Poseł Płaczek pytał w interpelacji m.in., ilu polskich uczniów zostało przyjętych do szkół ponadpodstawowych w Warszawie, a ilu uczniów z Ukrainyx.com

Dalej informował, że ten radny, który podał dane, "nie może uzyskać odpowiedzi na pytanie: dlaczego tak się stało i ile dokładnie dzieci zostało przyjętych z pominięciem egzaminu ósmoklasisty? Jakie dzieci? I czyja to była decyzja?". Grzegorz Płaczek w związku z tym złożył do prezydenta Warszawy interpelację poselską, której treść udostępnił we wpisie. Choć nie napisał wprost, że zamiast polskim uczniom, miejsca przydzielono dzieciom z zagranicy - sugerował to pytaniami w interwencji. Zapytał m.in. o to, ilu ósmoklasistów pochodzenia polskiego ukończyło w zeszłym roku szkolnym podstawówkę, a ilu takich uczniów było pochodzenia ukraińskiego. Poseł zapytał również, ilu polskich uczniów zostało przyjętych do szkół ponadpodstawowych, a ilu uczniów z Ukrainy. "Pytam, bo wygląda na to, że coś w tej sytuacji ewidentnie się nie zgadza. Gdzie się 'zagubiło' ok. 10 tys. miejsc dla ósmoklasistów w stolicy?" - stwierdził w poście poseł.

Niektórzy internauci, oburzeni słowami posła, pisali: "a wystarczyło spytać się kogoś, kto ma jakiekolwiek pojęcie o zasadach rekrutacji do szkół średnich, bo od razu zostaliście wyjaśnieni w komentarzach, żal, że mamy posłów na tak niskim poziomie, chyba, że to celowe działania nieudolnie próbujące napuścić Polaków na Ukraińców".

Ale inni posłowie sekundowali: "Proszę sprawdzić czy są obowiązkowe pule na przyjmowanie ukraińskich dzieci w żłobkach, przedszkolach, liceach, studiach i akademikach???"; "Mojej żony koleżanki córka nie dostała się do trzech szkół. Nie Warszawa. Prymuska, większość ocen to 6. Jest załamana. Warto by się przyjrzeć wszystkim szkołom".

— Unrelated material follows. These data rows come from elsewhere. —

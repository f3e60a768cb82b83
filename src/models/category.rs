use chrono::NaiveDateTime;
use diesel::prelude::*;

use crate::domain::category::Category as DomainCategory;
use crate::domain::types::{CategoryId, CategoryName, Sequence, TypeConstraintError};

/// Diesel model representing the `categories` table.
#[derive(Debug, Clone, Identifiable, Queryable, Selectable)]
#[diesel(table_name = crate::schema::categories)]
pub struct Category {
    pub id: String,
    pub name: String,
    pub display_order: i32,
    pub created_at: NaiveDateTime,
    pub updated_at: NaiveDateTime,
}

/// Insertable form of [`Category`].
#[derive(Debug, Insertable)]
#[diesel(table_name = crate::schema::categories)]
pub struct NewCategory {
    pub id: String,
    pub name: String,
    pub display_order: i32,
    pub created_at: NaiveDateTime,
    pub updated_at: NaiveDateTime,
}

impl TryFrom<Category> for DomainCategory {
    type Error = TypeConstraintError;

    fn try_from(category: Category) -> Result<Self, Self::Error> {
        Ok(Self {
            id: CategoryId::new(category.id)?,
            name: CategoryName::new(category.name)?,
            sequence: Sequence::new(category.display_order),
            created_at: category.created_at,
            updated_at: category.updated_at,
        })
    }
}

impl From<&DomainCategory> for NewCategory {
    fn from(category: &DomainCategory) -> Self {
        Self {
            id: category.id.as_str().to_string(),
            name: category.name.as_str().to_string(),
            display_order: category.sequence.get(),
            created_at: category.created_at,
            updated_at: category.updated_at,
        }
    }
}
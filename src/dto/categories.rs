use serde::Serialize;

use crate::domain::category::Category;

#[derive(Debug, Clone, PartialEq, Serialize)]
pub struct CategoryDto {
    pub id: String,
    pub name: String,
    pub sequence: i32,
}

impl From<Category> for CategoryDto {
    fn from(value: Category) -> Self {
        Self {
            id: value.id.into_inner(),
            name: value.name.into_inner(),
            sequence: value.sequence.get(),
        }
    }
}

W obu cytowanych wyżej postach autorzy podali takie same liczby: 14 tys. absolwentów szkół podstawowych, 21 tys. miejsc w szkołach ponadpodstawowych i 3 tys. uczniów, którzy nigdzie się nie dostali.

Skąd takie liczby?

Takie dane faktycznie podawano w mediach w tekstach o rekrutacji do szkół średnich w roku szkolnym 2025/2026 - przytoczono je np. w "Gazecie Wyborczej" czy Radiu dla Ciebie (RDC). "Wyborcza" podawała, że przy planowaniu roku szkolnego 2025/2026 w placówkach w stolicy wiadomo było, że "w warszawskich szkołach podstawowych uczyło się blisko 14 tysięcy ósmoklasistów". Nigdzie nie napisano jednak, że byli to tylko Polacy - jak przekonywał autor wpisu na X. "GW" wyjaśniła, że początkowo zaplanowano około 20 tys. miejsc, a później tę liczbę zwiększono do 21,1 tys. Jednak do warszawskich liceów, techników i szkół branżowych pierwszego stopnia zgłosiło się prawie 22,4 tys. uczniów - ta liczba wynika z faktu, że zgłosiło się wielu uczniów spoza Warszawy. Według "GW" "stanowią oni aż 36,5 proc. wszystkich kandydatów - w sumie to 7 tys. osób". "Grupę chętnych powiększają również co roku uczniowie szkół niepublicznych" - podała gazeta.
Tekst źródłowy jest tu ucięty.